17p12 deletion in breast cancer predicts resistance to neoadjuvant chemotherapy

Abstract

Numerous studies have attempted to identify gene expression profiles which can be utilized to predict responses to neoadjuvant chemotherapy (NAC), but their findings are not clinically applicable at present. In the present study, we sought to determine DNA copy number alterations (CNAs) in breast cancer tissues which are associated with the response to NAC. Frozen tumor tissues from 63 breast cancer patients were obtained using core needle biopsy prior to NAC (3 cycles of docetaxel plus adriamycin) and were microdissected. Array comparative genomic hybridization (array CGH) with 4,045 bacterial artificial chromosome (BAC) probes was performed to identify the CNAs.

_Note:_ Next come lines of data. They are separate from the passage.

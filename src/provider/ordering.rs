//! Deterministic ordering of registry entries.
//!
//! Registries return instances in no particular order. Server ids carry the
//! instance's position, so entries are sorted before ids are assigned; an
//! unchanged instance set then yields the same ids on every poll.

use std::cmp::Ordering;

use crate::registry::ServiceInstance;

/// Total order: service, effective address, node address, port, then node
/// name and tags.
pub fn compare(a: &ServiceInstance, b: &ServiceInstance) -> Ordering {
    a.service
        .cmp(&b.service)
        .then_with(|| a.effective_address().cmp(b.effective_address()))
        .then_with(|| a.node_address.cmp(&b.node_address))
        .then_with(|| a.port.cmp(&b.port))
        .then_with(|| a.node.cmp(&b.node))
        .then_with(|| a.tags.cmp(&b.tags))
}

/// Sort `instances` in place.
pub fn normalize(instances: &mut [ServiceInstance]) {
    instances.sort_by(compare);
}
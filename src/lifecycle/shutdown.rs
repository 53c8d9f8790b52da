//! Shutdown coordination for the provider.

use tokio_util::sync::CancellationToken;

/// Coordinator for graceful shutdown.
///
/// Wraps the root cancellation token. Long-running tasks either wait on
/// [`Shutdown::cancelled`] or hold a [`Shutdown::child`] token that can also be
/// cancelled on its own.
#[derive(Debug, Clone, Default)]
pub struct Shutdown {
    token: CancellationToken,
}

impl Shutdown {
    /// Create a new shutdown coordinator.
    pub fn new() -> Self {
        Self::default()
    }

    /// A token cancelled on shutdown, or earlier by its holder.
    pub fn child(&self) -> CancellationToken {
        self.token.child_token()
    }

    /// Trigger the shutdown signal.
    pub fn trigger(&self) {
        self.token.cancel();
    }

    pub fn is_triggered(&self) -> bool {
        self.token.is_cancelled()
    }

    /// Resolves once shutdown is triggered.
    pub async fn cancelled(&self) {
        self.token.cancelled().await
    }
}
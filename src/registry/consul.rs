//! Consul HTTP API client.
//!
//! # Responsibilities
//! - Issue blocking queries against `/v1/catalog/services` and
//!   `/v1/health/service/<name>`
//! - Carry the change index from `X-Consul-Index` back to the caller
//! - Decode Consul's JSON into [`ServiceInstance`] values
//!
//! # Design Decisions
//! - The request timeout exceeds the blocking wait so a quiet catalog is not
//!   reported as a transport failure
//! - Bodies are decoded from bytes so shape errors surface as `Decode`

use std::collections::HashMap;
use std::time::Duration;

use async_trait::async_trait;
use reqwest::header::HeaderMap;
use reqwest::Client as HttpClient;
use serde::Deserialize;
use url::Url;

use crate::config::RegistryConfig;
use crate::registry::{CatalogClient, Indexed, RegistryError, RegistryResult, ServiceInstance};

const INDEX_HEADER: &str = "X-Consul-Index";
const TOKEN_HEADER: &str = "X-Consul-Token";

/// Extra time allowed on top of the blocking wait. Consul adds up to
/// wait/16 of its own jitter.
const REQUEST_SLACK: Duration = Duration::from_secs(5);

/// Catalog client backed by a Consul agent.
#[derive(Debug, Clone)]
pub struct ConsulClient {
    http_client: HttpClient,
    base: Url,
    datacenter: Option<String>,
    token: Option<String>,
    wait: Duration,
    passing_only: bool,
}

impl ConsulClient {
    pub fn new(config: &RegistryConfig) -> RegistryResult<Self> {
        let base = Url::parse(&config.endpoint)
            .map_err(|e| RegistryError::Endpoint(format!("{}: {}", config.endpoint, e)))?;
        if base.cannot_be_a_base() {
            return Err(RegistryError::Endpoint(config.endpoint.clone()));
        }

        let wait = Duration::from_secs(config.wait_secs);
        let http_client = HttpClient::builder()
            .timeout(wait + wait / 16 + REQUEST_SLACK)
            .build()?;

        Ok(Self {
            http_client,
            base,
            datacenter: non_empty(&config.datacenter),
            token: non_empty(&config.token),
            wait,
            passing_only: config.passing_only,
        })
    }

    fn url(&self, segments: &[&str]) -> RegistryResult<Url> {
        let mut url = self.base.clone();
        url.path_segments_mut()
            .map_err(|_| RegistryError::Endpoint(self.base.to_string()))?
            .pop_if_empty()
            .extend(segments);
        Ok(url)
    }

    async fn get(&self, url: Url, index: u64, passing: bool) -> RegistryResult<Indexed<Vec<u8>>> {
        let path = url.path().to_string();

        let mut query: Vec<(&str, String)> = Vec::with_capacity(4);
        if index > 0 {
            query.push(("index", index.to_string()));
            query.push(("wait", format!("{}s", self.wait.as_secs())));
        }
        if let Some(dc) = &self.datacenter {
            query.push(("dc", dc.clone()));
        }
        if passing {
            query.push(("passing", "1".to_string()));
        }

        let mut request = self.http_client.get(url).query(&query);
        if let Some(token) = &self.token {
            request = request.header(TOKEN_HEADER, token);
        }

        tracing::trace!(path = %path, index, "Registry query");
        let response = request.send().await?;

        let status = response.status();
        if !status.is_success() {
            return Err(RegistryError::Status {
                status: status.as_u16(),
                path,
            });
        }

        let index = parse_index(response.headers())?;
        let body = response.bytes().await?;
        Ok(Indexed {
            index,
            value: body.to_vec(),
        })
    }
}

fn non_empty(value: &str) -> Option<String> {
    if value.is_empty() {
        None
    } else {
        Some(value.to_string())
    }
}

/// Read the change index of a blocking query response.
pub fn parse_index(headers: &HeaderMap) -> RegistryResult<u64> {
    let value = headers
        .get(INDEX_HEADER)
        .ok_or_else(|| RegistryError::Decode(format!("missing {} header", INDEX_HEADER)))?;
    value
        .to_str()
        .ok()
        .and_then(|v| v.trim().parse::<u64>().ok())
        .ok_or_else(|| RegistryError::Decode(format!("invalid {} header: {:?}", INDEX_HEADER, value)))
}

/// Decode a `/v1/catalog/services` body.
pub fn decode_services(body: &[u8]) -> RegistryResult<HashMap<String, Vec<String>>> {
    let raw: HashMap<String, Option<Vec<String>>> =
        serde_json::from_slice(body).map_err(|e| RegistryError::Decode(e.to_string()))?;
    Ok(raw
        .into_iter()
        .map(|(name, tags)| (name, tags.unwrap_or_default()))
        .collect())
}

#[derive(Debug, Deserialize)]
#[serde(rename_all = "PascalCase")]
struct HealthEntry {
    node: HealthNode,
    service: HealthService,
}

#[derive(Debug, Deserialize)]
#[serde(rename_all = "PascalCase")]
struct HealthNode {
    node: String,
    #[serde(default)]
    address: String,
}

#[derive(Debug, Deserialize)]
#[serde(rename_all = "PascalCase")]
struct HealthService {
    service: String,
    #[serde(default)]
    address: String,
    port: u16,
    #[serde(default)]
    tags: Option<Vec<String>>,
}

/// Decode a `/v1/health/service/<name>` body.
pub fn decode_instances(body: &[u8]) -> RegistryResult<Vec<ServiceInstance>> {
    let entries: Vec<HealthEntry> =
        serde_json::from_slice(body).map_err(|e| RegistryError::Decode(e.to_string()))?;
    Ok(entries
        .into_iter()
        .map(|entry| ServiceInstance {
            service: entry.service.service,
            node: entry.node.node,
            node_address: entry.node.address,
            address: entry.service.address,
            port: entry.service.port,
            tags: entry.service.tags.unwrap_or_default(),
        })
        .collect())
}

#[async_trait]
impl CatalogClient for ConsulClient {
    async fn services(&self, index: u64) -> RegistryResult<Indexed<HashMap<String, Vec<String>>>> {
        let url = self.url(&["v1", "catalog", "services"])?;
        let response = self.get(url, index, false).await?;
        Ok(Indexed {
            index: response.index,
            value: decode_services(&response.value)?,
        })
    }

    async fn service_instances(&self, service: &str, index: u64) -> RegistryResult<Indexed<Vec<ServiceInstance>>> {
        let url = self.url(&["v1", "health", "service", service])?;
        let response = self.get(url, index, self.passing_only).await?;
        Ok(Indexed {
            index: response.index,
            value: decode_instances(&response.value)?,
        })
    }
}
#[cfg(test)]
mod tests {
    use std::collections::BTreeMap;

    use super::*;
    use crate::config::CatalogConfig;

    fn tags(items: &[&str]) -> Vec<String> {
        items.iter().map(|s| s.to_string()).collect()
    }

    fn provider(exposed_by_default: bool) -> CatalogProvider {
        CatalogProvider::new(&CatalogConfig {
            domain: "localhost".into(),
            prefix: "traefik".into(),
            exposed_by_default,
            frontend_rule: "Host:{{.ServiceName}}.{{.Domain}}".into(),
        })
        .unwrap()
    }

    fn instance(service: &str, address: &str, port: u16, instance_tags: &[&str]) -> ServiceInstance {
        ServiceInstance {
            service: service.into(),
            node: "localhost".into(),
            node_address: address.into(),
            address: address.into(),
            port,
            tags: tags(instance_tags),
        }
    }

    #[test]
    fn test_empty_catalog() {
        let config = provider(true).build_config(&[]);
        assert!(config.is_empty());
    }

    #[test]
    fn test_service_without_instances_is_omitted() {
        let services = vec![ServiceRecord {
            name: "test".into(),
            ..Default::default()
        }];
        assert!(provider(true).build_config(&services).is_empty());
    }

    #[test]
    fn test_full_service() {
        let services = vec![ServiceRecord {
            name: "test".into(),
            attributes: tags(&[
                "traefik.backend.loadbalancer=drr",
                "traefik.backend.circuitbreaker=NetworkErrorRatio() > 0.5",
                "random.foo=bar",
                "traefik.backend.maxconn.amount=1000",
                "traefik.backend.maxconn.extractorfunc=client.ip",
                "traefik.frontend.auth.basic=test:$apr1$H6uskkkW$IgXLP6ewTrSuBkTrqE8wj/,test2:$apr1$d9hr9HBB$4HxwgUir3HP4EsggP/QNo0",
            ]),
            instances: vec![instance(
                "test",
                "127.0.0.1",
                80,
                &[
                    "traefik.backend.weight=42",
                    "random.foo=bar",
                    "traefik.backend.passHostHeader=true",
                    "traefik.protocol=https",
                ],
            )],
        }];

        let config = provider(true).build_config(&services);

        let mut routes = BTreeMap::new();
        routes.insert(
            "route-host-test".to_string(),
            Route {
                rule: "Host:test.localhost".into(),
            },
        );
        let mut expected_frontends = BTreeMap::new();
        expected_frontends.insert(
            "frontend-test".to_string(),
            Frontend {
                backend: "backend-test".into(),
                routes,
                pass_host_header: true,
                priority: 0,
                entry_points: Vec::new(),
                basic_auth: tags(&[
                    "test:$apr1$H6uskkkW$IgXLP6ewTrSuBkTrqE8wj/",
                    "test2:$apr1$d9hr9HBB$4HxwgUir3HP4EsggP/QNo0",
                ]),
            },
        );

        let mut servers = BTreeMap::new();
        servers.insert(
            "test--127-0-0-1--80--traefik-backend-weight-42--random-foo-bar--traefik-backend-passHostHeader-true--traefik-protocol-https--0"
                .to_string(),
            Server {
                url: "https://127.0.0.1:80".into(),
                weight: 42,
            },
        );
        let mut expected_backends = BTreeMap::new();
        expected_backends.insert(
            "backend-test".to_string(),
            Backend {
                servers,
                circuit_breaker: Some(CircuitBreaker {
                    expression: "NetworkErrorRatio() > 0.5".into(),
                }),
                load_balancer: Some(LoadBalancer {
                    method: "drr".into(),
                    stickiness: None,
                }),
                max_conn: Some(MaxConn {
                    amount: 1000,
                    extractor_func: "client.ip".into(),
                }),
            },
        );

        assert_eq!(config.frontends, expected_frontends);
        assert_eq!(config.backends, expected_backends);
        assert!(config.dangling_frontends().is_empty());
    }

    #[test]
    fn test_node_filter() {
        let cases = [
            ("exposed", true, vec!["".to_string()], true),
            ("exposed and tolerated by valid label value", true, tags(&["", "traefik.enable=true"]), true),
            ("exposed and tolerated by invalid label value", true, tags(&["", "traefik.enable=bad"]), true),
            ("exposed but overridden by label", true, tags(&["", "traefik.enable=false"]), false),
            ("non-exposed", false, vec!["".to_string()], false),
            ("non-exposed but overridden by label", false, tags(&["", "traefik.enable=true"]), true),
        ];
        for (desc, exposed_by_default, instance_tags, expected) in cases {
            let mut node = instance("api", "10.0.0.1", 80, &[]);
            node.tags = instance_tags;
            assert_eq!(provider(exposed_by_default).node_filter(&node, &[]), expected, "{}", desc);
        }
    }

    #[test]
    fn test_service_level_enable() {
        let provider = provider(false);
        let node = instance("api", "10.0.0.1", 80, &[]);
        assert!(provider.node_filter(&node, &tags(&["traefik.enable=true"])));

        // instance tags win over service attributes
        let node = instance("api", "10.0.0.1", 80, &["traefik.enable=false"]);
        assert!(!provider.node_filter(&node, &tags(&["traefik.enable=true"])));
    }

    #[test]
    fn test_non_exposed_service_is_omitted() {
        let services = vec![ServiceRecord {
            name: "hidden".into(),
            attributes: Vec::new(),
            instances: vec![instance("hidden", "10.0.0.1", 80, &[])],
        }];
        assert!(provider(false).build_config(&services).is_empty());

        let services = vec![ServiceRecord {
            name: "off".into(),
            attributes: tags(&["traefik.enable=false"]),
            instances: vec![instance("off", "10.0.0.1", 80, &[])],
        }];
        assert!(provider(true).build_config(&services).is_empty());
    }

    #[test]
    fn test_defaults_and_malformed_values() {
        let services = vec![ServiceRecord {
            name: "web".into(),
            attributes: tags(&[
                "traefik.backend.maxconn.amount=lots",
                "traefik.backend.maxconn.extractorfunc=client.ip",
                "traefik.frontend.priority=high",
            ]),
            instances: vec![
                instance("web", "10.0.0.2", 8080, &["traefik.backend.weight=heavy", "traefik.protocol=gopher"]),
                instance("web", "10.0.0.1", 8080, &["traefik.backend.weight=0"]),
            ],
        }];
        let config = provider(true).build_config(&services);
        let backend = &config.backends["backend-web"];
        let servers: Vec<_> = backend.servers.iter().collect();

        assert_eq!(servers.len(), 2);
        assert_eq!(servers[0].0, "web--10-0-0-1--8080--traefik-backend-weight-0--0");
        assert_eq!(servers[0].1.weight, 0);
        assert_eq!(servers[0].1.url, "http://10.0.0.1:8080");
        assert_eq!(servers[1].1.weight, DEFAULT_WEIGHT);
        assert_eq!(servers[1].1.url, "http://10.0.0.2:8080");

        assert!(backend.max_conn.is_none());
        assert!(backend.load_balancer.is_none());
        assert!(backend.circuit_breaker.is_none());

        let frontend = &config.frontends["frontend-web"];
        assert_eq!(frontend.priority, 0);
        assert!(!frontend.pass_host_header);
        assert!(frontend.basic_auth.is_empty());
    }

    #[test]
    fn test_incomplete_maxconn_is_omitted() {
        let provider = provider(true);
        assert!(provider
            .max_conn("svc", &tags(&["traefik.backend.maxconn.amount=10"]))
            .is_none());
        assert!(provider
            .max_conn("svc", &tags(&["traefik.backend.maxconn.extractorfunc=client.ip"]))
            .is_none());
    }

    #[test]
    fn test_stickiness() {
        let provider = provider(true);
        assert!(provider.load_balancer(&[]).is_none());

        let lb = provider
            .load_balancer(&tags(&["traefik.backend.loadbalancer.stickiness=true"]))
            .unwrap();
        assert_eq!(lb.method, DEFAULT_LOAD_BALANCER);
        assert_eq!(lb.stickiness, Some(Stickiness { cookie_name: None }));

        let lb = provider
            .load_balancer(&tags(&[
                "traefik.backend.loadbalancer=drr",
                "traefik.backend.loadbalancer.stickiness=false",
            ]))
            .unwrap();
        assert!(lb.stickiness.is_none());

        let lb = provider
            .load_balancer(&tags(&[
                "traefik.backend.loadbalancer.stickiness=true",
                "traefik.backend.loadbalancer.stickiness.cookieName=route",
            ]))
            .unwrap();
        assert_eq!(lb.stickiness.unwrap().cookie_name.as_deref(), Some("route"));
    }

    #[test]
    fn test_frontend_extras() {
        let services = vec![ServiceRecord {
            name: "app".into(),
            attributes: tags(&[
                "traefik.frontend.rule=PathPrefix:{{getTag \"contextPath\" .Attributes \"/\"}}",
                "contextPath=/bar",
                "traefik.frontend.priority=10",
                "traefik.frontend.entryPoints=http,https",
                "traefik.backend.passHostHeader=true",
            ]),
            instances: vec![instance("app", "10.0.0.1", 80, &[])],
        }];
        let config = provider(true).build_config(&services);
        let frontend = &config.frontends["frontend-app"];
        assert_eq!(frontend.routes["route-pathprefix-app"].rule, "PathPrefix:/bar");
        assert_eq!(frontend.priority, 10);
        assert_eq!(frontend.entry_points, tags(&["http", "https"]));
        assert!(frontend.pass_host_header);
    }

    #[test]
    fn test_broken_rule_isolated_per_service() {
        let provider = CatalogProvider::new(&CatalogConfig {
            frontend_rule: "Host:{{getTag \"sub\" .Domain \"x\"}}".into(),
            ..Default::default()
        })
        .unwrap();
        let services = vec![
            ServiceRecord {
                name: "broken".into(),
                attributes: Vec::new(),
                instances: vec![instance("broken", "10.0.0.1", 80, &[])],
            },
            ServiceRecord {
                name: "custom".into(),
                attributes: tags(&["traefik.frontend.rule=Host:custom.example.com"]),
                instances: vec![instance("custom", "10.0.0.2", 80, &[])],
            },
        ];
        let config = provider.build_config(&services);
        assert!(!config.frontends.contains_key("frontend-broken"));
        assert!(!config.backends.contains_key("backend-broken"));
        assert_eq!(
            config.frontends["frontend-custom"].routes["route-host-custom"].rule,
            "Host:custom.example.com"
        );
    }

    #[test]
    fn test_empty_rule_is_omitted() {
        let services = vec![ServiceRecord {
            name: "blank".into(),
            attributes: tags(&["traefik.frontend.rule={{getTag \"nothing\" .Attributes \"\"}}"]),
            instances: vec![instance("blank", "10.0.0.1", 80, &[])],
        }];
        assert!(provider(true).build_config(&services).is_empty());
    }

    #[test]
    fn test_rebuild_is_stable_under_reordering() {
        let a = instance("web", "10.0.0.2", 80, &["x=1"]);
        let b = instance("web", "10.0.0.1", 80, &["x=2"]);
        let c = instance("web", "", 81, &[]);
        let mut c = c;
        c.node_address = "10.0.0.3".into();

        let first = vec![ServiceRecord {
            name: "web".into(),
            attributes: Vec::new(),
            instances: vec![a.clone(), b.clone(), c.clone()],
        }];
        let second = vec![ServiceRecord {
            name: "web".into(),
            attributes: Vec::new(),
            instances: vec![c, a, b],
        }];

        let provider = provider(true);
        let one = serde_json::to_string(&provider.build_config(&first)).unwrap();
        let two = serde_json::to_string(&provider.build_config(&second)).unwrap();
        assert_eq!(one, two);
    }

    #[test]
    fn test_ipv6_server_url() {
        let provider = provider(true);
        let node = instance("v6", "fe80::1", 8080, &[]);
        assert_eq!(provider.server(&node, &[]).url, "http://[fe80::1]:8080");
    }
}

Changes in tumor size in response to NAC were measured via magnetic resonance imaging. Fluorescence in situ hybridization (FISH) was conducted to verify array CGH results and for independent validation studies. CNAs at eight chromosomal loci encompassing 24 clones were correlated with changes in tumor size after NAC (p<0.05; t-test). Two CNAs were selected, 17p12 deletion and 17q21.32-33 gain, which were significantly associated with a smaller reduction in tumor size following NAC, via prioritization of the regions containing the candidate genes. In an independent validation set of samples from 39 patients, FISH assay further showed that the 17p12 deletion was markedly associated with smaller changes in tumor size (p=0.006), while the 17q21.32-33 gain was not significant (p=0.309). In conclusion, we successfully identified a 17p12 deletion in breast cancer tissue which can be applied in predicting tumor resistance to NAC.